**Exercise description**
Could you please repeat all of the entries exactly as written?

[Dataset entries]
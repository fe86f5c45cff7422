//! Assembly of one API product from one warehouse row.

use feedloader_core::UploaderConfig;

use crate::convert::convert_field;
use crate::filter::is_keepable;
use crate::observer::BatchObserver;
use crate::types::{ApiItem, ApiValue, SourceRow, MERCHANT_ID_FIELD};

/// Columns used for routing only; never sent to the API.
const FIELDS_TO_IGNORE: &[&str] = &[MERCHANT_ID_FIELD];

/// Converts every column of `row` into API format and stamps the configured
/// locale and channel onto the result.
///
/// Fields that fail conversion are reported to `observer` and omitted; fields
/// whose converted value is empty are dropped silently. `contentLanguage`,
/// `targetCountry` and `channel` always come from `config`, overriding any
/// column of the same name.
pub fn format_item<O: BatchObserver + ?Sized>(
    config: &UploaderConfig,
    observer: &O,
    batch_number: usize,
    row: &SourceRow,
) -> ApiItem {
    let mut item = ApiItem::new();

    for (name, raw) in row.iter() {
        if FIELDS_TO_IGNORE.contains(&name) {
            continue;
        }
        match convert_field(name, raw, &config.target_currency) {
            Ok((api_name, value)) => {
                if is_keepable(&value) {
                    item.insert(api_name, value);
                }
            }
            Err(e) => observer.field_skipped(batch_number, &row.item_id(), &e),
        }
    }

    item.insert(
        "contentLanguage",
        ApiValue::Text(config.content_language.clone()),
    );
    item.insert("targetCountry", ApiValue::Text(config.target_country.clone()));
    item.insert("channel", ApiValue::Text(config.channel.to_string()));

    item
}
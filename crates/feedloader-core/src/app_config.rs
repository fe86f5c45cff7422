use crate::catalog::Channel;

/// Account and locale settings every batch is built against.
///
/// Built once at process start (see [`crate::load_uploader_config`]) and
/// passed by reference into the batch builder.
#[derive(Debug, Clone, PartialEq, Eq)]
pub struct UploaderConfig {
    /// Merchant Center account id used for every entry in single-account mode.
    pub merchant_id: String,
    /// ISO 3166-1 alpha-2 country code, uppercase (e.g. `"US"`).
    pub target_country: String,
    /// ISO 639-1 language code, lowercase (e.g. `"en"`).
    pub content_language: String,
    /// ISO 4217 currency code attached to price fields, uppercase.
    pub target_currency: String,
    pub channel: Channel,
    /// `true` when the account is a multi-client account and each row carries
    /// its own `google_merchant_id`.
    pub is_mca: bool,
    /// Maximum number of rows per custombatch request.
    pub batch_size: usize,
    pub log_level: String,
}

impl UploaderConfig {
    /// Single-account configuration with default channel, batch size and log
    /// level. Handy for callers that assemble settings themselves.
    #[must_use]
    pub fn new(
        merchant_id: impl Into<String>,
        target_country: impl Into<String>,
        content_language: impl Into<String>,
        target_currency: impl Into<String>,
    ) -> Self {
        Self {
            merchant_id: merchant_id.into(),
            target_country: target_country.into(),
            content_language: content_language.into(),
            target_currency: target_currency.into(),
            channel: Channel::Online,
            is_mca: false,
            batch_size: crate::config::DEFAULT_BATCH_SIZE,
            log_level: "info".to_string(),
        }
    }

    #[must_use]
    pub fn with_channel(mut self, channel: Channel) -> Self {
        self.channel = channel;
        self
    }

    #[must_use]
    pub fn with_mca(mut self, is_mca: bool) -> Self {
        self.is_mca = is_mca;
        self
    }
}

**Task answer**
repository fe86f5c45cff7422
//! Assembly of one API product from one warehouse row.

use feedloader_core::UploaderConfig;

use crate::convert::convert_field;
use crate::filter::is_keepable;
use crate::observer::BatchObserver;
use crate::types::{ApiItem, ApiValue, SourceRow, MERCHANT_ID_FIELD};

/// Columns used for routing only; never sent to the API.
const FIELDS_TO_IGNORE: &[&str] = &[MERCHANT_ID_FIELD];

/// Converts every column of `row` into API format and stamps the configured
/// locale and channel onto the result.
///
/// Fields that fail conversion are reported to `observer` and omitted; fields
/// whose converted value is empty are dropped silently. `contentLanguage`,
/// `targetCountry` and `channel` always come from `config`, overriding any
/// column of the same name.
pub fn format_item<O: BatchObserver + ?Sized>(
    config: &UploaderConfig,
    observer: &O,
    batch_number: usize,
    row: &SourceRow,
) -> ApiItem {
    let mut item = ApiItem::new();

    for (name, raw) in row.iter() {
        if FIELDS_TO_IGNORE.contains(&name) {
            continue;
        }
        match convert_field(name, raw, &config.target_currency) {
            Ok((api_name, value)) => {
                if is_keepable(&value) {
                    item.insert(api_name, value);
                }
            }
            Err(e) => observer.field_skipped(batch_number, &row.item_id(), &e),
        }
    }

    item.insert(
        "contentLanguage",
        ApiValue::Text(config.content_language.clone()),
    );
    item.insert("targetCountry", ApiValue::Text(config.target_country.clone()));
    item.insert("channel", ApiValue::Text(config.channel.to_string()));

    item
}
filename crates/feedloader-core/src/app_config.rs
repository fe86f5c45cff7422
use crate::catalog::Channel;

/// Account and locale settings every batch is built against.
///
/// Built once at process start (see [`crate::load_uploader_config`]) and
/// passed by reference into the batch builder.
#[derive(Debug, Clone, PartialEq, Eq)]
pub struct UploaderConfig {
    /// Merchant Center account id used for every entry in single-account mode.
    pub merchant_id: String,
    /// ISO 3166-1 alpha-2 country code, uppercase (e.g. `"US"`).
    pub target_country: String,
    /// ISO 639-1 language code, lowercase (e.g. `"en"`).
    pub content_language: String,
    /// ISO 4217 currency code attached to price fields, uppercase.
    pub target_currency: String,
    pub channel: Channel,
    /// `true` when the account is a multi-client account and each row carries
    /// its own `google_merchant_id`.
    pub is_mca: bool,
    /// Maximum number of rows per custombatch request.
    pub batch_size: usize,
    pub log_level: String,
}

impl UploaderConfig {
    /// Single-account configuration with default channel, batch size and log
    /// level. Handy for callers that assemble settings themselves.
    #[must_use]
    pub fn new(
        merchant_id: impl Into<String>,
        target_country: impl Into<String>,
        content_language: impl Into<String>,
        target_currency: impl Into<String>,
    ) -> Self {
        Self {
            merchant_id: merchant_id.into(),
            target_country: target_country.into(),
            content_language: content_language.into(),
            target_currency: target_currency.into(),
            channel: Channel::Online,
            is_mca: false,
            batch_size: crate::config::DEFAULT_BATCH_SIZE,
            log_level: "info".to_string(),
        }
    }

    #[must_use]
    pub fn with_channel(mut self, channel: Channel) -> Self {
        self.channel = channel;
        self
    }

    #[must_use]
    pub fn with_mca(mut self, is_mca: bool) -> Self {
        self.is_mca = is_mca;
        self
    }
}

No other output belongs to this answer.